▶ [Problem to work on]:
Whenever "pairs" appears in a line, please copy that line from the data.
★ ★ ★ ★ ★ ★ ★
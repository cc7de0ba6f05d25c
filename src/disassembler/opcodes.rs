//! The static opcode catalog.
//!
//! Opcodes are dense small integers indexing directly into [`OPCODES`]. Each entry pairs
//! the mnemonic with a decode class describing how many operand cells follow the opcode
//! cell and how the operands are rendered. Reserved slots keep an empty mnemonic so the
//! table stays value-indexed; [`lookup`] treats them the same as out-of-range values.

/// How an instruction's operands are decoded and rendered.
#[derive(Debug, Clone, Copy, PartialEq, Eq)]
pub enum OpcodeKind {
    /// A fixed number of plain operand cells, printed as hex.
    Parm(u8),
    /// Function prologue; annotated with the name of the function starting here.
    Proc,
    /// One code-address operand, annotated with the callee's name.
    Call,
    /// One code-address operand (branches and `switch`).
    Jump,
    /// One operand holding a native-table ordinal, annotated with the native's name.
    SysReq,
    /// A case table: a count cell, a default address, then `count` value/address pairs.
    CaseTbl,
}

/// A single catalog entry.
#[derive(Debug, Clone, Copy)]
pub struct Opcode {
    pub mnemonic: &'static str,
    pub kind: OpcodeKind,
}

const fn op(mnemonic: &'static str, kind: OpcodeKind) -> Opcode {
    Opcode { mnemonic, kind }
}

const RESERVED: Opcode = op("", OpcodeKind::Parm(0));

/// The full value-indexed opcode catalog.
pub static OPCODES: [Opcode; 158] = [
    RESERVED,                                   //   0
    op("load.pri", OpcodeKind::Parm(1)),        //   1
    op("load.alt", OpcodeKind::Parm(1)),        //   2
    op("load.s.pri", OpcodeKind::Parm(1)),      //   3
    op("load.s.alt", OpcodeKind::Parm(1)),      //   4
    op("lref.pri", OpcodeKind::Parm(1)),        //   5
    op("lref.alt", OpcodeKind::Parm(1)),        //   6
    op("lref.s.pri", OpcodeKind::Parm(1)),      //   7
    op("lref.s.alt", OpcodeKind::Parm(1)),      //   8
    op("load.i", OpcodeKind::Parm(0)),          //   9
    op("lodb.i", OpcodeKind::Parm(1)),          //  10
    op("const.pri", OpcodeKind::Parm(1)),       //  11
    op("const.alt", OpcodeKind::Parm(1)),       //  12
    op("addr.pri", OpcodeKind::Parm(1)),        //  13
    op("addr.alt", OpcodeKind::Parm(1)),        //  14
    op("stor.pri", OpcodeKind::Parm(1)),        //  15
    op("stor.alt", OpcodeKind::Parm(1)),        //  16
    op("stor.s.pri", OpcodeKind::Parm(1)),      //  17
    op("stor.s.alt", OpcodeKind::Parm(1)),      //  18
    op("sref.pri", OpcodeKind::Parm(1)),        //  19
    op("sref.alt", OpcodeKind::Parm(1)),        //  20
    op("sref.s.pri", OpcodeKind::Parm(1)),      //  21
    op("sref.s.alt", OpcodeKind::Parm(1)),      //  22
    op("stor.i", OpcodeKind::Parm(0)),          //  23
    op("strb.i", OpcodeKind::Parm(1)),          //  24
    op("lidx", OpcodeKind::Parm(0)),            //  25
    op("lidx.b", OpcodeKind::Parm(1)),          //  26
    op("idxaddr", OpcodeKind::Parm(0)),         //  27
    op("idxaddr.b", OpcodeKind::Parm(1)),       //  28
    op("align.pri", OpcodeKind::Parm(1)),       //  29
    op("align.alt", OpcodeKind::Parm(1)),       //  30
    op("lctrl", OpcodeKind::Parm(1)),           //  31
    op("sctrl", OpcodeKind::Parm(1)),           //  32
    op("move.pri", OpcodeKind::Parm(0)),        //  33
    op("move.alt", OpcodeKind::Parm(0)),        //  34
    op("xchg", OpcodeKind::Parm(0)),            //  35
    op("push.pri", OpcodeKind::Parm(0)),        //  36
    op("push.alt", OpcodeKind::Parm(0)),        //  37
    op("push.r", OpcodeKind::Parm(1)),          //  38 (obsolete, never generated)
    op("push.c", OpcodeKind::Parm(1)),          //  39
    op("push", OpcodeKind::Parm(1)),            //  40
    op("push.s", OpcodeKind::Parm(1)),          //  41
    op("pop.pri", OpcodeKind::Parm(0)),         //  42
    op("pop.alt", OpcodeKind::Parm(0)),         //  43
    op("stack", OpcodeKind::Parm(1)),           //  44
    op("heap", OpcodeKind::Parm(1)),            //  45
    op("proc", OpcodeKind::Proc),               //  46
    op("ret", OpcodeKind::Parm(0)),             //  47
    op("retn", OpcodeKind::Parm(0)),            //  48
    op("call", OpcodeKind::Call),               //  49
    op("call.pri", OpcodeKind::Parm(0)),        //  50
    op("jump", OpcodeKind::Jump),               //  51
    op("jrel", OpcodeKind::Parm(1)),            //  52 (same as jump since version 10)
    op("jzer", OpcodeKind::Jump),               //  53
    op("jnz", OpcodeKind::Jump),                //  54
    op("jeq", OpcodeKind::Jump),                //  55
    op("jneq", OpcodeKind::Jump),               //  56
    op("jless", OpcodeKind::Jump),              //  57
    op("jleq", OpcodeKind::Jump),               //  58
    op("jgrtr", OpcodeKind::Jump),              //  59
    op("jgeq", OpcodeKind::Jump),               //  60
    op("jsless", OpcodeKind::Jump),             //  61
    op("jsleq", OpcodeKind::Jump),              //  62
    op("jsgrtr", OpcodeKind::Jump),             //  63
    op("jsgeq", OpcodeKind::Jump),              //  64
    op("shl", OpcodeKind::Parm(0)),             //  65
    op("shr", OpcodeKind::Parm(0)),             //  66
    op("sshr", OpcodeKind::Parm(0)),            //  67
    op("shl.c.pri", OpcodeKind::Parm(1)),       //  68
    op("shl.c.alt", OpcodeKind::Parm(1)),       //  69
    op("shr.c.pri", OpcodeKind::Parm(1)),       //  70
    op("shr.c.alt", OpcodeKind::Parm(1)),       //  71
    op("smul", OpcodeKind::Parm(0)),            //  72
    op("sdiv", OpcodeKind::Parm(0)),            //  73
    op("sdiv.alt", OpcodeKind::Parm(0)),        //  74
    op("umul", OpcodeKind::Parm(0)),            //  75
    op("udiv", OpcodeKind::Parm(0)),            //  76
    op("udiv.alt", OpcodeKind::Parm(0)),        //  77
    op("add", OpcodeKind::Parm(0)),             //  78
    op("sub", OpcodeKind::Parm(0)),             //  79
    op("sub.alt", OpcodeKind::Parm(0)),         //  80
    op("and", OpcodeKind::Parm(0)),             //  81
    op("or", OpcodeKind::Parm(0)),              //  82
    op("xor", OpcodeKind::Parm(0)),             //  83
    op("not", OpcodeKind::Parm(0)),             //  84
    op("neg", OpcodeKind::Parm(0)),             //  85
    op("invert", OpcodeKind::Parm(0)),          //  86
    op("add.c", OpcodeKind::Parm(1)),           //  87
    op("smul.c", OpcodeKind::Parm(1)),          //  88
    op("zero.pri", OpcodeKind::Parm(0)),        //  89
    op("zero.alt", OpcodeKind::Parm(0)),        //  90
    op("zero", OpcodeKind::Parm(1)),            //  91
    op("zero.s", OpcodeKind::Parm(1)),          //  92
    op("sign.pri", OpcodeKind::Parm(0)),        //  93
    op("sign.alt", OpcodeKind::Parm(0)),        //  94
    op("eq", OpcodeKind::Parm(0)),              //  95
    op("neq", OpcodeKind::Parm(0)),             //  96
    op("less", OpcodeKind::Parm(0)),            //  97
    op("leq", OpcodeKind::Parm(0)),             //  98
    op("grtr", OpcodeKind::Parm(0)),            //  99
    op("geq", OpcodeKind::Parm(0)),             // 100
    op("sless", OpcodeKind::Parm(0)),           // 101
    op("sleq", OpcodeKind::Parm(0)),            // 102
    op("sgrtr", OpcodeKind::Parm(0)),           // 103
    op("sgeq", OpcodeKind::Parm(0)),            // 104
    op("eq.c.pri", OpcodeKind::Parm(1)),        // 105
    op("eq.c.alt", OpcodeKind::Parm(1)),        // 106
    op("inc.pri", OpcodeKind::Parm(0)),         // 107
    op("inc.alt", OpcodeKind::Parm(0)),         // 108
    op("inc", OpcodeKind::Parm(1)),             // 109
    op("inc.s", OpcodeKind::Parm(1)),           // 110
    op("inc.i", OpcodeKind::Parm(0)),           // 111
    op("dec.pri", OpcodeKind::Parm(0)),         // 112
    op("dec.alt", OpcodeKind::Parm(0)),         // 113
    op("dec", OpcodeKind::Parm(1)),             // 114
    op("dec.s", OpcodeKind::Parm(1)),           // 115
    op("dec.i", OpcodeKind::Parm(0)),           // 116
    op("movs", OpcodeKind::Parm(1)),            // 117
    op("cmps", OpcodeKind::Parm(1)),            // 118
    op("fill", OpcodeKind::Parm(1)),            // 119
    op("halt", OpcodeKind::Parm(1)),            // 120
    op("bounds", OpcodeKind::Parm(1)),          // 121
    op("sysreq.pri", OpcodeKind::Parm(0)),      // 122
    op("sysreq.c", OpcodeKind::SysReq),         // 123
    RESERVED,                                   // 124 (file)
    RESERVED,                                   // 125 (line)
    RESERVED,                                   // 126 (symbol)
    RESERVED,                                   // 127 (srange)
    op("jump.pri", OpcodeKind::Parm(0)),        // 128
    op("switch", OpcodeKind::Jump),             // 129
    op("casetbl", OpcodeKind::CaseTbl),         // 130
    op("swap.pri", OpcodeKind::Parm(0)),        // 131
    op("swap.alt", OpcodeKind::Parm(0)),        // 132
    op("push.adr", OpcodeKind::Parm(1)),        // 133
    op("nop", OpcodeKind::Parm(0)),             // 134
    op("sysreq.n", OpcodeKind::Parm(2)),        // 135
    RESERVED,                                   // 136 (symtag)
    op("break", OpcodeKind::Parm(0)),           // 137
    op("push2.c", OpcodeKind::Parm(2)),         // 138
    op("push2", OpcodeKind::Parm(2)),           // 139
    op("push2.s", OpcodeKind::Parm(2)),         // 140
    op("push2.adr", OpcodeKind::Parm(2)),       // 141
    op("push3.c", OpcodeKind::Parm(3)),         // 142
    op("push3", OpcodeKind::Parm(3)),           // 143
    op("push3.s", OpcodeKind::Parm(3)),         // 144
    op("push3.adr", OpcodeKind::Parm(3)),       // 145
    op("push4.c", OpcodeKind::Parm(4)),         // 146
    op("push4", OpcodeKind::Parm(4)),           // 147
    op("push4.s", OpcodeKind::Parm(4)),         // 148
    op("push4.adr", OpcodeKind::Parm(4)),       // 149
    op("push5.c", OpcodeKind::Parm(5)),         // 150
    op("push5", OpcodeKind::Parm(5)),           // 151
    op("push5.s", OpcodeKind::Parm(5)),         // 152
    op("push5.adr", OpcodeKind::Parm(5)),       // 153
    op("load.both", OpcodeKind::Parm(2)),       // 154
    op("load.s.both", OpcodeKind::Parm(2)),     // 155
    op("const", OpcodeKind::Parm(2)),           // 156
    op("const.s", OpcodeKind::Parm(2)),         // 157
];

/// Look up the catalog entry for `opcode`.
///
/// Returns `None` for out-of-range values and reserved slots, which the decoder renders as
/// unknown instructions.
#[must_use]
pub fn lookup(opcode: crate::Cell) -> Option<&'static Opcode> {
    OPCODES
        .get(opcode as usize)
        .filter(|entry| !entry.mnemonic.is_empty())
}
★ ★ ★ ★ ★ ★ ★
▶ [Task solution]:
//! Opcodes are dense small integers indexing directly into [`OPCODES`]. Each entry pairs
    /// A case table: a count cell, a default address, then `count` value/address pairs.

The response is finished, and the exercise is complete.